[Records for this exercise — start]

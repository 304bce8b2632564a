//! Error types for Folio Core
//!
//! Every operation converts transport failures into one of these classes at
//! its own boundary:
//! - Listing/refresh failures (stale view retained)
//! - Binary/text retrieval failures
//! - Generation, persist and verification failures
//! - Client-side model pre-check rejection
//! - Operations invoked from a state that does not allow them

use crate::types::PipelineState;
use folio_store::StoreError;

/// Main workspace error type
#[derive(Debug, Clone, PartialEq, Eq, thiserror::Error)]
pub enum WorkspaceError {
    /// Listing or refresh failed; the previous snapshot is still served
    #[error("{resource} unavailable: {source}")]
    BackingStoreUnavailable {
        /// What was being listed ("documents", "artifacts", "configuration", ...)
        resource: String,
        source: StoreError,
    },

    /// Binary or text retrieval failed
    #[error("failed to fetch '{name}': {source}")]
    FetchFailed { name: String, source: StoreError },

    /// The generation service rejected or failed to produce an artifact
    #[error("generation failed for '{name}': {}", .source.detail().unwrap_or("failed to generate code"))]
    GenerationError { name: String, source: StoreError },

    /// The backing store rejected a write
    #[error("failed to save '{name}': {}", .source.detail().unwrap_or("write rejected"))]
    PersistError { name: String, source: StoreError },

    /// The verification trigger was not accepted
    #[error("failed to trigger verification of '{name}': {}", .source.detail().unwrap_or("request rejected"))]
    VerificationFailed { name: String, source: StoreError },

    /// Requested model is marked unavailable in the capability table
    #[error("{model} is currently unsupported")]
    UnsupportedModel { model: String },

    /// Preview handles and generation are scoped to binary documents
    #[error("'{name}' is not a binary document")]
    NotBinary { name: String },

    /// Operation not valid in the current pipeline state
    #[error("cannot {operation} while {state}")]
    InvalidTransition {
        operation: &'static str,
        state: PipelineState,
    },

    /// Result arrived after the selection moved on and was discarded
    #[error("result for '{name}' discarded: selection changed")]
    Superseded { name: String },

    /// Invalid configuration
    #[error("configuration error: {0}")]
    Configuration(String),
}

impl WorkspaceError {
    /// Check if re-invoking the operation may succeed
    #[inline]
    #[must_use]
    pub fn is_retryable(&self) -> bool {
        matches!(
            self,
            Self::BackingStoreUnavailable { .. }
                | Self::FetchFailed { .. }
                | Self::GenerationError { .. }
                | Self::PersistError { .. }
                | Self::VerificationFailed { .. }
        )
    }

    /// Service-provided detail message, if any
    #[must_use]
    pub fn detail(&self) -> Option<&str> {
        self.store_error().and_then(StoreError::detail)
    }

    /// Underlying transport error, if any
    #[must_use]
    pub fn store_error(&self) -> Option<&StoreError> {
        match self {
            Self::BackingStoreUnavailable { source, .. }
            | Self::FetchFailed { source, .. }
            | Self::GenerationError { source, .. }
            | Self::PersistError { source, .. }
            | Self::VerificationFailed { source, .. } => Some(source),
            _ => None,
        }
    }

    /// Short message suitable for the view that invoked the operation
    #[must_use]
    pub fn user_message(&self) -> String {
        match self {
            Self::GenerationError { source, .. } => source
                .detail()
                .unwrap_or("Failed to generate code")
                .to_string(),
            Self::UnsupportedModel { model } => format!("{model} is currently unsupported."),
            other => other.to_string(),
        }
    }

    /// Whether the error should be shown at all
    ///
    /// Superseded results belong to a selection the user already left.
    #[inline]
    #[must_use]
    pub fn is_user_visible(&self) -> bool {
        !matches!(self, Self::Superseded { .. })
    }
}
//! Topics and notifications

use std::borrow::Cow;
use std::fmt;

/// Notification topic
#[derive(Debug, Clone, PartialEq, Eq, Hash)]
pub struct Topic(Cow<'static, str>);

impl Topic {
    /// An artifact was written to the artifacts collection (payload: artifact name)
    pub const ARTIFACT_PERSISTED: Topic = Topic(Cow::Borrowed("artifact-persisted"));

    /// The active model configuration changed (no payload)
    pub const CONFIGURATION_CHANGED: Topic = Topic(Cow::Borrowed("configuration-changed"));

    /// Create a topic from any name
    #[inline]
    pub fn new(name: impl Into<Cow<'static, str>>) -> Self {
        Self(name.into())
    }

    /// Topic name
    #[inline]
    #[must_use]
    pub fn as_str(&self) -> &str {
        &self.0
    }
}

impl From<&'static str> for Topic {
    fn from(name: &'static str) -> Self {
        Self(Cow::Borrowed(name))
    }
}

impl From<String> for Topic {
    fn from(name: String) -> Self {
        Self(Cow::Owned(name))
    }
}

impl fmt::Display for Topic {
    fn fmt(&self, f: &mut fmt::Formatter<'_>) -> fmt::Result {
        f.write_str(&self.0)
    }
}

/// A published notification
#[derive(Debug, Clone, PartialEq, Eq)]
pub struct Notification {
    pub topic: Topic,
    pub payload: Option<String>,
}

impl Notification {
    /// Create new notification
    #[inline]
    #[must_use]
    pub fn new(topic: Topic, payload: Option<String>) -> Self {
        Self { topic, payload }
    }
}

#[cfg(test)]
mod tests {
    use super::*;

    #[test]
    fn well_known_topic_names() {
        assert_eq!(Topic::ARTIFACT_PERSISTED.as_str(), "artifact-persisted");
        assert_eq!(Topic::CONFIGURATION_CHANGED.as_str(), "configuration-changed");
    }

    #[test]
    fn borrowed_and_owned_topics_compare_equal() {
        assert_eq!(Topic::from("artifact-persisted"), Topic::ARTIFACT_PERSISTED);
        assert_eq!(
            Topic::from("configuration-changed".to_string()),
            Topic::CONFIGURATION_CHANGED
        );
    }
}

[Records for this exercise — finish]

Whenever the word "text" shows up in a line of the entries, copy that line.

Output of the exercise>
//! - Binary/text retrieval failures
    /// Binary or text retrieval failed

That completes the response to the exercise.